Task description
Only lines that contain the word "MutationOutcome" are to be returned from the data below.

Material for the task
//! HTTP handlers for stock transactions
//!
//! Every handler here goes through the reconciler; none touches the counter.

use axum::{
    extract::{Path, Query, State},
    http::StatusCode,
    Json,
};
use serde::Deserialize;
use uuid::Uuid;

use crate::error::AppResult;
use crate::services::reconciler::{
    EditTransactionInput, MutationOutcome, OrderDeletionOutcome, RecordTransactionInput,
};
use crate::AppState;

/// Caller-supplied threshold for the `low_stock_crossed` flag
#[derive(Debug, Default, Deserialize)]
pub struct ThresholdQuery {
    pub low_stock_threshold: Option<i64>,
}

/// Record a stock transaction
pub async fn record_transaction(
    State(state): State<AppState>,
    Query(query): Query<ThresholdQuery>,
    Json(input): Json<RecordTransactionInput>,
) -> AppResult<(StatusCode, Json<MutationOutcome>)> {
    let outcome = state
        .reconciler()
        .record_transaction(input, query.low_stock_threshold)
        .await?;
    Ok((StatusCode::CREATED, Json(outcome)))
}

/// Edit a transaction's quantity or date
pub async fn edit_transaction(
    State(state): State<AppState>,
    Path(entry_id): Path<Uuid>,
    Query(query): Query<ThresholdQuery>,
    Json(input): Json<EditTransactionInput>,
) -> AppResult<Json<MutationOutcome>> {
    let outcome = state
        .reconciler()
        .edit_transaction(entry_id, input, query.low_stock_threshold)
        .await?;
    Ok(Json(outcome))
}

pub async fn delete_transaction(
    State(state): State<AppState>,
    Path(entry_id): Path<Uuid>,
    Query(query): Query<ThresholdQuery>,
) -> AppResult<Json<MutationOutcome>> {
    let outcome = state
        .reconciler()
        .delete_transaction(entry_id, query.low_stock_threshold)
        .await?;
    Ok(Json(outcome))
}

/// Remove every transaction of a deleted POS order
pub async fn delete_order_transactions(
    State(state): State<AppState>,
    Path(reference): Path<String>,
    Query(query): Query<ThresholdQuery>,
) -> AppResult<Json<Vec<OrderDeletionOutcome>>> {
    let outcomes = state
        .reconciler()
        .delete_by_reference(&reference, query.low_stock_threshold)
        .await?;
    Ok(Json(outcomes))
}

Finished exercise
    EditTransactionInput, MutationOutcome, OrderDeletionOutcome, RecordTransactionInput,
) -> AppResult<(StatusCode, Json<MutationOutcome>)> {
) -> AppResult<Json<MutationOutcome>> {
) -> AppResult<Json<MutationOutcome>> {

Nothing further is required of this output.